The outage had a far-reaching impact - even reportedly disrupting the sleep of some smart bed owners.

Eight Sleep, which makes sleep "pods" with temperature and elevation options requiring an internet connection, said it would work to "outage-proof" its mattresses after some overheated and even got stuck in an inclined position, external.

Many experts said the outage showed how reliant tech is on Amazon's dominance in the cloud computing sector, as a market largely cornered by AWS and Microsoft Azure.

The company said it would also "do everything we can" to learn from the event and improve its availability.

'Faulty automation'

In its lengthy summary of Monday's outage, external, Amazon said it came down to an issue in US-EAST-1 - its largest cluster of data centres which power much of the internet.

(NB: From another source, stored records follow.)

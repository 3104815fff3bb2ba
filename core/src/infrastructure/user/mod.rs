pub mod mappers;
pub mod repositories;

pub use repositories::{
    user_condition_repository::PostgresUserConditionRepository,
    user_repository::PostgresUserRepository,
};
use axum::extract::{Path, State};
use nourish_core::domain::{
    nutrition::NutrientProfile,
    user::{entities::MatchedCondition, ports::UserService},
};
use serde::{Deserialize, Serialize};
use utoipa::ToSchema;
use uuid::Uuid;

use crate::application::http::server::{
    api_entities::{
        api_error::{ApiError, ApiErrorResponse},
        response::Response,
    },
    app_state::AppState,
};

#[derive(Debug, Serialize, Deserialize, ToSchema, PartialEq)]
#[serde(rename_all = "camelCase")]
pub struct NutritionalNeedsResponse {
    pub success: bool,
    pub conditions: Vec<MatchedCondition>,
    pub nutritional_needs: NutrientProfile,
}

#[utoipa::path(
    get,
    path = "/{user_id}/nutritional-needs",
    tag = "user",
    summary = "Get nutritional needs",
    description = "Merges the nutrient maps of the user's conditions, keeping the highest priority per nutrient.",
    params(
        ("user_id" = Uuid, Path, description = "User ID"),
    ),
    responses(
        (status = 200, body = NutritionalNeedsResponse),
        (status = 404, body = ApiErrorResponse)
    )
)]
pub async fn get_nutritional_needs(
    Path(user_id): Path<Uuid>,
    State(state): State<AppState>,
) -> Result<Response<NutritionalNeedsResponse>, ApiError> {
    let needs = state
        .service
        .get_nutritional_needs(user_id)
        .await
        .map_err(ApiError::from)?;

    Ok(Response::OK(NutritionalNeedsResponse {
        success: true,
        conditions: needs.conditions,
        nutritional_needs: needs.nutritional_needs,
    }))
}
pub mod mappers;
pub mod repositories;

pub use repositories::medical_condition_repository::PostgresMedicalConditionRepository;
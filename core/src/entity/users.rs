use sea_orm::entity::prelude::*;
use serde::{Deserialize, Serialize};

#[derive(Clone, Debug, PartialEq, DeriveEntityModel, Eq, Serialize, Deserialize)]
#[sea_orm(table_name = "users")]
pub struct Model {
    #[sea_orm(primary_key, auto_increment = false)]
    pub id: Uuid,
    #[sea_orm(unique)]
    pub email: String,
    pub name: String,
    pub created_at: DateTime,
    pub updated_at: DateTime,
}

#[derive(Copy, Clone, Debug, EnumIter, DeriveRelation)]
pub enum Relation {
    #[sea_orm(has_many = "super::user_medical_conditions::Entity")]
    UserMedicalConditions,
    #[sea_orm(has_many = "super::user_favorites::Entity")]
    UserFavorites,
    #[sea_orm(has_many = "super::recipe_recommendations::Entity")]
    RecipeRecommendations,
}

impl Related<super::user_medical_conditions::Entity> for Entity {
    fn to() -> RelationDef {
        Relation::UserMedicalConditions.def()
    }
}

impl Related<super::user_favorites::Entity> for Entity {
    fn to() -> RelationDef {
        Relation::UserFavorites.def()
    }
}

impl Related<super::recipe_recommendations::Entity> for Entity {
    fn to() -> RelationDef {
        Relation::RecipeRecommendations.def()
    }
}

impl ActiveModelBehavior for ActiveModel {}
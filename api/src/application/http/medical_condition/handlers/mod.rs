pub mod get_medical_condition;
pub mod get_medical_conditions;
pub mod search_medical_conditions;
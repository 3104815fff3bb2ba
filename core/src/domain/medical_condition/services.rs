use uuid::Uuid;

use crate::domain::{
    common::{entities::app_errors::CoreError, services::Service},
    generation::ports::{LLMClient, RecipeGenerator},
    health::ports::HealthCheckRepository,
    medical_condition::{
        entities::MedicalCondition,
        ports::{MedicalConditionRepository, MedicalConditionService},
    },
    recipe::ports::{FavoriteRepository, RecipeRepository, RecommendationLogRepository},
    user::ports::{UserConditionRepository, UserRepository},
};

impl<U, UC, MC, R, F, RL, G, L, HC> MedicalConditionService
    for Service<U, UC, MC, R, F, RL, G, L, HC>
where
    U: UserRepository,
    UC: UserConditionRepository,
    MC: MedicalConditionRepository,
    R: RecipeRepository,
    F: FavoriteRepository,
    RL: RecommendationLogRepository,
    G: RecipeGenerator,
    L: LLMClient,
    HC: HealthCheckRepository,
{
    async fn get_medical_conditions(&self) -> Result<Vec<MedicalCondition>, CoreError> {
        self.medical_condition_repository.fetch_all().await
    }

    async fn search_medical_conditions(
        &self,
        term: Option<String>,
    ) -> Result<Vec<MedicalCondition>, CoreError> {
        let term = term
            .map(|t| t.trim().to_string())
            .filter(|t| !t.is_empty())
            .ok_or_else(|| CoreError::Validation("Search term is required".to_string()))?;

        self.medical_condition_repository.search(term).await
    }

    async fn get_medical_condition(
        &self,
        condition_id: Uuid,
    ) -> Result<MedicalCondition, CoreError> {
        self.medical_condition_repository
            .get_by_id(condition_id)
            .await?
            .ok_or_else(|| CoreError::NotFound("Medical condition not found".to_string()))
    }
}

#[cfg(test)]
mod tests {
    use std::sync::Arc;

    use super::*;
    use crate::domain::{
        nutrition::NutrientPriority,
        testing::{FakeGenerator, InMemoryDb, new_id, service},
    };

    fn catalog() -> InMemoryDb {
        let db = InMemoryDb::new();
        db.seed_condition("Hypertension", &[("sodium", NutrientPriority::Low)]);
        db.seed_condition("Diabetes", &[("sugar", NutrientPriority::Low)]);
        db
    }

    #[tokio::test]
    async fn test_list_is_ordered_by_name() {
        let db = catalog();
        let svc = service(&db, FakeGenerator::returning(vec![]), Arc::default());

        let names: Vec<_> = svc
            .get_medical_conditions()
            .await
            .unwrap()
            .into_iter()
            .map(|c| c.name)
            .collect();

        assert_eq!(names, vec!["Diabetes", "Hypertension"]);
    }

    #[tokio::test]
    async fn test_search_requires_term() {
        let svc = service(&catalog(), FakeGenerator::returning(vec![]), Arc::default());

        let err = svc
            .search_medical_conditions(Some("   ".to_string()))
            .await
            .unwrap_err();

        assert!(matches!(err, CoreError::Validation(_)));
    }

    #[tokio::test]
    async fn test_search_is_case_insensitive() {
        let svc = service(&catalog(), FakeGenerator::returning(vec![]), Arc::default());

        let found = svc
            .search_medical_conditions(Some("TENSION".to_string()))
            .await
            .unwrap();

        assert_eq!(found.len(), 1);
        assert_eq!(found[0].name, "Hypertension");
    }

    #[tokio::test]
    async fn test_unknown_condition_is_not_found() {
        let svc = service(&catalog(), FakeGenerator::returning(vec![]), Arc::default());

        let err = svc.get_medical_condition(new_id()).await.unwrap_err();

        assert!(matches!(err, CoreError::NotFound(_)));
    }
}
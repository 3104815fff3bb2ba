use super::entities::{NutrientMap, NutrientProfile};

/// Catalog tag for recipes rich in `nutrient`.
pub fn nutrient_tag(nutrient: &str) -> String {
    format!("{}-rich", nutrient)
}

/// Merges the recommended nutrients of several conditions.
///
/// Every nutrient keeps the highest priority any condition gives it
/// (high > medium > low). On equal rank the first value seen stays, which
/// cannot be observed since equal ranks mean equal levels.
pub fn compute_needs<'a, I>(conditions: I) -> NutrientProfile
where
    I: IntoIterator<Item = &'a NutrientMap>,
{
    let mut aggregated = NutrientMap::new();

    for nutrients in conditions {
        for (nutrient, priority) in nutrients {
            let current = aggregated.get(nutrient).map(|p| p.rank()).unwrap_or(0);
            if priority.rank() > current {
                aggregated.insert(nutrient.clone(), *priority);
            }
        }
    }

    NutrientProfile::new(aggregated)
}

#[cfg(test)]
mod tests {
    use super::*;
    use crate::domain::nutrition::entities::NutrientPriority::{self, High, Low, Medium};

    fn map(entries: &[(&str, NutrientPriority)]) -> NutrientMap {
        entries
            .iter()
            .map(|(name, priority)| (name.to_string(), *priority))
            .collect()
    }

    #[test]
    fn test_empty_conditions_yield_empty_profile() {
        let profile = compute_needs(Vec::<&NutrientMap>::new());
        assert!(profile.is_empty());
        assert!(profile.high_priority_tags().is_empty());
    }

    #[test]
    fn test_diabetes_and_hypertension_keep_highest_priority() {
        let diabetes = map(&[("sugar", High)]);
        let hypertension = map(&[("sodium", High), ("sugar", Medium)]);

        let profile = compute_needs([&diabetes, &hypertension]);

        assert_eq!(profile.len(), 2);
        assert_eq!(profile.get("sugar"), Some(High));
        assert_eq!(profile.get("sodium"), Some(High));
    }

    #[test]
    fn test_value_is_max_over_contributing_conditions() {
        let a = map(&[("fiber", Low), ("iron", Medium)]);
        let b = map(&[("fiber", Medium), ("calcium", Low)]);
        let c = map(&[("iron", Low)]);

        let profile = compute_needs([&a, &b, &c]);

        assert_eq!(profile.get("fiber"), Some(Medium));
        assert_eq!(profile.get("iron"), Some(Medium));
        assert_eq!(profile.get("calcium"), Some(Low));
        assert_eq!(profile.get("sodium"), None);
    }

    #[test]
    fn test_aggregation_is_order_independent() {
        let conditions = [
            map(&[("sugar", High), ("fiber", Low)]),
            map(&[("sodium", High), ("sugar", Medium)]),
            map(&[("fiber", Medium), ("potassium", Low)]),
        ];

        let expected = compute_needs(conditions.iter());
        let orders = [[0, 2, 1], [1, 0, 2], [1, 2, 0], [2, 0, 1], [2, 1, 0]];
        for order in orders {
            let permuted = order.iter().map(|i| &conditions[*i]);
            assert_eq!(compute_needs(permuted), expected, "order {:?}", order);
        }
    }

    #[test]
    fn test_high_priority_tags_only_cover_high_nutrients() {
        let profile = compute_needs([&map(&[
            ("omega-3", High),
            ("fiber", Medium),
            ("vitamin_d", High),
            ("sodium", Low),
        ])]);

        assert_eq!(
            profile.high_priority_tags(),
            vec!["omega-3-rich".to_string(), "vitamin_d-rich".to_string()]
        );
    }

    #[test]
    fn test_profile_serializes_as_flat_map() {
        let profile = compute_needs([&map(&[("sugar", High), ("fiber", Low)])]);
        let json = serde_json::to_value(&profile).unwrap();
        assert_eq!(json, serde_json::json!({ "fiber": "low", "sugar": "high" }));
    }
}
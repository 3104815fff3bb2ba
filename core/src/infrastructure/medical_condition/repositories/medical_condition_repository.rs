use sea_orm::ActiveValue::Set;
use sea_orm::sea_query::{Expr, Func, extension::postgres::PgExpr};
use sea_orm::{Condition, DatabaseConnection, EntityTrait, QueryFilter, QueryOrder};
use tracing::error;
use uuid::Uuid;

use crate::domain::{
    common::entities::app_errors::CoreError,
    medical_condition::{
        entities::MedicalCondition, ports::MedicalConditionRepository,
        value_objects::CreateMedicalConditionInput,
    },
};
use crate::entity::medical_conditions::{
    ActiveModel as MedicalConditionActiveModel, Column as MedicalConditionColumn,
    Entity as MedicalConditionEntity,
};
use crate::infrastructure::{
    db::errors::map_write_error, medical_condition::mappers::nutrient_map_to_json,
};

#[derive(Debug, Clone)]
pub struct PostgresMedicalConditionRepository {
    pub db: DatabaseConnection,
}

impl PostgresMedicalConditionRepository {
    pub fn new(db: DatabaseConnection) -> Self {
        Self { db }
    }
}

impl MedicalConditionRepository for PostgresMedicalConditionRepository {
    async fn fetch_all(&self) -> Result<Vec<MedicalCondition>, CoreError> {
        let conditions = MedicalConditionEntity::find()
            .order_by_asc(MedicalConditionColumn::Name)
            .all(&self.db)
            .await
            .map_err(|e| {
                error!("Failed to fetch medical conditions: {}", e);
                CoreError::InternalServerError
            })?
            .into_iter()
            .map(MedicalCondition::from)
            .collect();

        Ok(conditions)
    }

    async fn get_by_id(&self, condition_id: Uuid) -> Result<Option<MedicalCondition>, CoreError> {
        let condition = MedicalConditionEntity::find_by_id(condition_id)
            .one(&self.db)
            .await
            .map_err(|e| {
                error!("Failed to get medical condition by id: {}", e);
                CoreError::InternalServerError
            })?
            .map(MedicalCondition::from);

        Ok(condition)
    }

    async fn get_by_name(&self, name: String) -> Result<Option<MedicalCondition>, CoreError> {
        let condition = MedicalConditionEntity::find()
            .filter(
                Expr::expr(Func::lower(Expr::col(MedicalConditionColumn::Name)))
                    .eq(name.trim().to_lowercase()),
            )
            .one(&self.db)
            .await
            .map_err(|e| {
                error!("Failed to get medical condition by name: {}", e);
                CoreError::InternalServerError
            })?
            .map(MedicalCondition::from);

        Ok(condition)
    }

    async fn search(&self, term: String) -> Result<Vec<MedicalCondition>, CoreError> {
        let pattern = format!("%{}%", term);

        let conditions = MedicalConditionEntity::find()
            .filter(
                Condition::any()
                    .add(Expr::col(MedicalConditionColumn::Name).ilike(pattern.clone()))
                    .add(Expr::col(MedicalConditionColumn::Description).ilike(pattern)),
            )
            .order_by_asc(MedicalConditionColumn::Name)
            .all(&self.db)
            .await
            .map_err(|e| {
                error!("Failed to search medical conditions: {}", e);
                CoreError::InternalServerError
            })?
            .into_iter()
            .map(MedicalCondition::from)
            .collect();

        Ok(conditions)
    }

    async fn create(
        &self,
        input: CreateMedicalConditionInput,
    ) -> Result<MedicalCondition, CoreError> {
        let condition =
            MedicalCondition::new(input.name, input.description, input.recommended_nutrients);

        MedicalConditionEntity::insert(MedicalConditionActiveModel {
            id: Set(condition.id),
            name: Set(condition.name.clone()),
            description: Set(condition.description.clone()),
            recommended_nutrients: Set(nutrient_map_to_json(&condition.recommended_nutrients)),
            created_at: Set(condition.created_at.naive_utc()),
        })
        .exec_with_returning(&self.db)
        .await
        .map(MedicalCondition::from)
        .map_err(|e| {
            map_write_error(
                e,
                "Failed to create medical condition",
                "Medical condition already exists",
            )
        })
    }
}
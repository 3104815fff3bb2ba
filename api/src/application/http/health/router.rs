use super::handlers::health_live::{__path_health_live, health_live};
use super::handlers::health_ready::{__path_health_ready, health_ready};
use crate::application::http::server::app_state::AppState;
use axum::{Router, routing::get};
use utoipa::OpenApi;

#[derive(OpenApi)]
#[openapi(paths(health_live, health_ready))]
pub struct HealthApiDoc;

pub fn health_routes(state: AppState) -> Router<AppState> {
    let root_path = &state.args.server.root_path;

    Router::new()
        .route(&format!("{}/health/live", root_path), get(health_live))
        .route(&format!("{}/health/ready", root_path), get(health_ready))
}
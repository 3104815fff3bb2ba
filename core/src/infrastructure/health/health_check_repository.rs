use std::time::Instant;

use sea_orm::DatabaseConnection;
use tracing::error;

use crate::domain::{
    common::entities::app_errors::CoreError,
    health::{entities::DatabaseHealthStatus, ports::HealthCheckRepository},
};

#[derive(Debug, Clone)]
pub struct PostgresHealthCheckRepository {
    pub db: DatabaseConnection,
}

impl PostgresHealthCheckRepository {
    pub fn new(db: DatabaseConnection) -> Self {
        Self { db }
    }
}

impl HealthCheckRepository for PostgresHealthCheckRepository {
    async fn readness(&self) -> Result<DatabaseHealthStatus, CoreError> {
        let start = Instant::now();

        self.db.ping().await.map_err(|e| {
            error!("Database ping failed: {}", e);
            CoreError::ExternalServiceError("database unavailable".to_string())
        })?;

        Ok(DatabaseHealthStatus {
            status: "ok".to_string(),
            database: "up".to_string(),
            latency_ms: start.elapsed().as_millis() as u64,
        })
    }
}
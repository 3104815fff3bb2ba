use axum::extract::{Query, State};
use nourish_core::domain::medical_condition::ports::MedicalConditionService;
use serde::Deserialize;
use utoipa::IntoParams;

use super::get_medical_conditions::MedicalConditionsResponse;
use crate::application::http::server::{
    api_entities::{
        api_error::{ApiError, ApiErrorResponse},
        response::Response,
    },
    app_state::AppState,
};

#[derive(Debug, Deserialize, IntoParams)]
pub struct SearchConditionsQuery {
    /// Matched against name and description, case-insensitively.
    pub q: Option<String>,
}

#[utoipa::path(
    get,
    path = "/search",
    tag = "medical-condition",
    summary = "Search medical conditions",
    params(SearchConditionsQuery),
    responses(
        (status = 200, body = MedicalConditionsResponse),
        (status = 400, body = ApiErrorResponse, description = "Search term missing")
    )
)]
pub async fn search_medical_conditions(
    Query(query): Query<SearchConditionsQuery>,
    State(state): State<AppState>,
) -> Result<Response<MedicalConditionsResponse>, ApiError> {
    let conditions = state
        .service
        .search_medical_conditions(query.q)
        .await
        .map_err(ApiError::from)?;

    Ok(Response::OK(MedicalConditionsResponse {
        success: true,
        count: conditions.len(),
        conditions,
    }))
}
use std::sync::Arc;
use std::time::Duration;

use tracing::{error, info, warn};

use crate::domain::{
    common::{context::RequestContext, entities::app_errors::CoreError},
    generation::{
        entities::GenerationRequest,
        helpers::{build_recipe_prompt, parse_recipe_drafts},
        ports::{LLMClient, RecipeGenerator},
        schema::get_recipe_schema,
    },
    recipe::entities::RecipeDraft,
};

/// Recipe generator backed by an LLM, walking a chain of models.
///
/// Each model gets `max_attempts` calls. Rate limits back off and retry the
/// same model; exhausted attempts or unusable output move on to the next
/// model; any other backend error ends generation immediately.
pub struct LlmRecipeGenerator<L: LLMClient> {
    llm_client: Arc<L>,
    models: Vec<String>,
    max_attempts: u32,
    retry_delay: Duration,
}

impl<L: LLMClient> Clone for LlmRecipeGenerator<L> {
    fn clone(&self) -> Self {
        Self {
            llm_client: self.llm_client.clone(),
            models: self.models.clone(),
            max_attempts: self.max_attempts,
            retry_delay: self.retry_delay,
        }
    }
}

impl<L: LLMClient> LlmRecipeGenerator<L> {
    pub fn new(
        llm_client: Arc<L>,
        models: Vec<String>,
        max_attempts: u32,
        retry_delay: Duration,
    ) -> Self {
        Self {
            llm_client,
            models,
            max_attempts: max_attempts.max(1),
            retry_delay,
        }
    }
}

impl<L: LLMClient> RecipeGenerator for LlmRecipeGenerator<L> {
    async fn generate(
        &self,
        ctx: RequestContext,
        request: GenerationRequest,
    ) -> Result<Vec<RecipeDraft>, CoreError> {
        if self.models.is_empty() {
            return Err(CoreError::GenerationFailure(
                "no recipe models configured".to_string(),
            ));
        }

        let prompt = build_recipe_prompt(&request);
        let schema = get_recipe_schema();
        let mut last_error: Option<CoreError> = None;

        for model in &self.models {
            for attempt in 1..=self.max_attempts {
                let response = self
                    .llm_client
                    .generate_with_text(model.clone(), prompt.clone(), schema.clone())
                    .await;

                match response {
                    Ok(raw) => match parse_recipe_drafts(&raw, request.count) {
                        Ok(drafts) => {
                            info!(
                                trace_id = %ctx.trace_id,
                                model = %model,
                                count = drafts.len(),
                                "Generated recipes"
                            );
                            return Ok(drafts);
                        }
                        Err(e) => {
                            warn!(
                                trace_id = %ctx.trace_id,
                                model = %model,
                                "Unusable recipe output: {}", e
                            );
                            last_error = Some(e);
                            break;
                        }
                    },
                    Err(e) if e.is_retryable() => {
                        warn!(
                            trace_id = %ctx.trace_id,
                            model = %model,
                            attempt,
                            "Recipe model rate limited: {}", e
                        );
                        last_error = Some(e);
                        if attempt < self.max_attempts {
                            tokio::time::sleep(self.retry_delay * attempt).await;
                        }
                    }
                    Err(e) => {
                        error!(
                            trace_id = %ctx.trace_id,
                            model = %model,
                            "Recipe generation aborted: {}", e
                        );
                        return Err(CoreError::GenerationFailure(e.to_string()));
                    }
                }
            }
        }

        let reason = last_error
            .map(|e| e.to_string())
            .unwrap_or_else(|| "no model produced recipes".to_string());
        error!(trace_id = %ctx.trace_id, "All recipe models exhausted: {}", reason);

        Err(CoreError::GenerationFailure(format!(
            "all models exhausted: {}",
            reason
        )))
    }
}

Critical processes in the region's database which stores and manages the Domain Name System (DNS) records, allowing website URLs to be understood by computers, effectively fell out of sync.

According to Amazon, this triggered a "latent race condition" - or in other words unearthed a dormant bug that could occur in an unlikely sequence of events.

The delay in one process, which Amazon said occurred in the early hours of Monday morning, had a knock-on effect which caused its systems to stop working properly.

Much of this process is automated, meaning it is done without human involvement.

Dr Junade Ali, a software engineer and fellow at the Institute for Engineering and Technology, told the BBC "faulty automation" had been at the core of Amazon's problems.

"The specific technical reason is a faulty automation broke the internal 'address book' systems in that region rely upon," he said.

"So they couldn't find one of the other key systems."

Like others, Dr Ali believes it highlights the need for companies to be more resilient and diversify their cloud service providers "so they can fail over to other data centres and providers when one isn't available".

"In this instance, those who had a single point of failure in this Amazon region were susceptible to being taken offline," he said.